*ASSIGNMENT:* Read the data and repeat all of it exactly.

*EXCERPTED DATA:*
↓↓↓

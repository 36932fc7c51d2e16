use crate::adapters::http::{DEFAULT_ACCOUNTS_URL, DEFAULT_TIMEOUT_SECONDS};
use crate::core::pipeline::{DEFAULT_PAGE_SIZE, DEFAULT_REGISTRY_URL};
use crate::utils::error::{EtlError, Result};
use crate::utils::validation::{self, Validate};
use regex::Regex;
use serde::{Deserialize, Serialize};
use std::path::Path;

/// Optional settings file. Every section and key has a default, so an empty
/// file is a valid configuration.
#[derive(Debug, Clone, Default, Serialize, Deserialize)]
#[serde(default)]
pub struct TomlConfig {
    pub api: ApiConfig,
    pub throttle: ThrottleConfig,
    pub output: OutputConfig,
}

#[derive(Debug, Clone, Serialize, Deserialize)]
#[serde(default)]
pub struct ApiConfig {
    pub registry_url: String,
    pub accounts_url: String,
    pub page_size: usize,
    pub timeout_seconds: u64,
}

impl Default for ApiConfig {
    fn default() -> Self {
        Self {
            registry_url: DEFAULT_REGISTRY_URL.to_string(),
            accounts_url: DEFAULT_ACCOUNTS_URL.to_string(),
            page_size: DEFAULT_PAGE_SIZE,
            timeout_seconds: DEFAULT_TIMEOUT_SECONDS,
        }
    }
}

#[derive(Debug, Clone, Serialize, Deserialize)]
#[serde(default)]
pub struct ThrottleConfig {
    /// Minimum gap between two accounts lookups.
    pub enrichment_interval_ms: u64,
    /// Pause between two registry pages.
    pub page_delay_ms: u64,
}

impl Default for ThrottleConfig {
    fn default() -> Self {
        Self {
            enrichment_interval_ms: 200,
            page_delay_ms: 1000,
        }
    }
}

#[derive(Debug, Clone, Serialize, Deserialize)]
#[serde(default)]
pub struct OutputConfig {
    pub directory: String,
}

impl Default for OutputConfig {
    fn default() -> Self {
        Self {
            directory: ".".to_string(),
        }
    }
}

impl TomlConfig {
    /// 從 TOML 檔案載入配置
    pub fn from_file<P: AsRef<Path>>(path: P) -> Result<Self> {
        let content = std::fs::read_to_string(&path).map_err(EtlError::IoError)?;
        Self::from_toml_str(&content)
    }

    pub fn from_toml_str(content: &str) -> Result<Self> {
        let processed_content = Self::substitute_env_vars(content)?;

        toml::from_str(&processed_content).map_err(|e| EtlError::ConfigValidationError {
            field: "toml_parsing".to_string(),
            message: format!("TOML parsing error: {}", e),
        })
    }

    /// 替換環境變數 (例如 ${BRREG_API}); unknown variables are left as-is.
    fn substitute_env_vars(content: &str) -> Result<String> {
        let re = Regex::new(r"\$\{([^}]+)\}").map_err(|e| EtlError::ConfigError {
            message: format!("Invalid substitution pattern: {}", e),
        })?;

        let result = re.replace_all(content, |caps: &regex::Captures| {
            let var_name = &caps[1];
            std::env::var(var_name).unwrap_or_else(|_| format!("${{{}}}", var_name))
        });

        Ok(result.to_string())
    }

    pub fn validate_config(&self) -> Result<()> {
        validation::validate_url("api.registry_url", &self.api.registry_url)?;
        validation::validate_url("api.accounts_url", &self.api.accounts_url)?;
        validation::validate_positive_number("api.page_size", self.api.page_size, 1)?;
        validation::validate_positive_number(
            "api.timeout_seconds",
            self.api.timeout_seconds as usize,
            1,
        )?;
        validation::validate_path("output.directory", &self.output.directory)?;
        Ok(())
    }
}

impl Validate for TomlConfig {
    fn validate(&self) -> Result<()> {
        self.validate_config()
    }
}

↑↑↑

*ANSWER SECTION:*
repository 36932fc7c51d2e16
use crate::adapters::http::{DEFAULT_ACCOUNTS_URL, DEFAULT_TIMEOUT_SECONDS};
use crate::core::pipeline::{DEFAULT_PAGE_SIZE, DEFAULT_REGISTRY_URL};
use crate::utils::error::{EtlError, Result};
use crate::utils::validation::{self, Validate};
use regex::Regex;
use serde::{Deserialize, Serialize};
use std::path::Path;

/// Optional settings file. Every section and key has a default, so an empty
/// file is a valid configuration.
#[derive(Debug, Clone, Default, Serialize, Deserialize)]
#[serde(default)]
pub struct TomlConfig {
    pub api: ApiConfig,
    pub throttle: ThrottleConfig,
    pub output: OutputConfig,
}

#[derive(Debug, Clone, Serialize, Deserialize)]
#[serde(default)]
pub struct ApiConfig {
    pub registry_url: String,
    pub accounts_url: String,
    pub page_size: usize,
    pub timeout_seconds: u64,
}

impl Default for ApiConfig {
    fn default() -> Self {
        Self {
            registry_url: DEFAULT_REGISTRY_URL.to_string(),
            accounts_url: DEFAULT_ACCOUNTS_URL.to_string(),
            page_size: DEFAULT_PAGE_SIZE,
            timeout_seconds: DEFAULT_TIMEOUT_SECONDS,
        }
    }
}

#[derive(Debug, Clone, Serialize, Deserialize)]
#[serde(default)]
pub struct ThrottleConfig {
    /// Minimum gap between two accounts lookups.
    pub enrichment_interval_ms: u64,
    /// Pause between two registry pages.
    pub page_delay_ms: u64,
}

impl Default for ThrottleConfig {
    fn default() -> Self {
        Self {
            enrichment_interval_ms: 200,
            page_delay_ms: 1000,
        }
    }
}

#[derive(Debug, Clone, Serialize, Deserialize)]
#[serde(default)]
pub struct OutputConfig {
    pub directory: String,
}

impl Default for OutputConfig {
    fn default() -> Self {
        Self {
            directory: ".".to_string(),
        }
    }
}

impl TomlConfig {
    /// 從 TOML 檔案載入配置
    pub fn from_file<P: AsRef<Path>>(path: P) -> Result<Self> {
        let content = std::fs::read_to_string(&path).map_err(EtlError::IoError)?;
        Self::from_toml_str(&content)
    }

    pub fn from_toml_str(content: &str) -> Result<Self> {
        let processed_content = Self::substitute_env_vars(content)?;

        toml::from_str(&processed_content).map_err(|e| EtlError::ConfigValidationError {
            field: "toml_parsing".to_string(),
            message: format!("TOML parsing error: {}", e),
        })
    }

    /// 替換環境變數 (例如 ${BRREG_API}); unknown variables are left as-is.
    fn substitute_env_vars(content: &str) -> Result<String> {
        let re = Regex::new(r"\$\{([^}]+)\}").map_err(|e| EtlError::ConfigError {
            message: format!("Invalid substitution pattern: {}", e),
        })?;

        let result = re.replace_all(content, |caps: &regex::Captures| {
            let var_name = &caps[1];
            std::env::var(var_name).unwrap_or_else(|_| format!("${{{}}}", var_name))
        });

        Ok(result.to_string())
    }

    pub fn validate_config(&self) -> Result<()> {
        validation::validate_url("api.registry_url", &self.api.registry_url)?;
        validation::validate_url("api.accounts_url", &self.api.accounts_url)?;
        validation::validate_positive_number("api.page_size", self.api.page_size, 1)?;
        validation::validate_positive_number(
            "api.timeout_seconds",
            self.api.timeout_seconds as usize,
            1,
        )?;
        validation::validate_path("output.directory", &self.output.directory)?;
        Ok(())
    }
}

impl Validate for TomlConfig {
    fn validate(&self) -> Result<()> {
        self.validate_config()
    }
}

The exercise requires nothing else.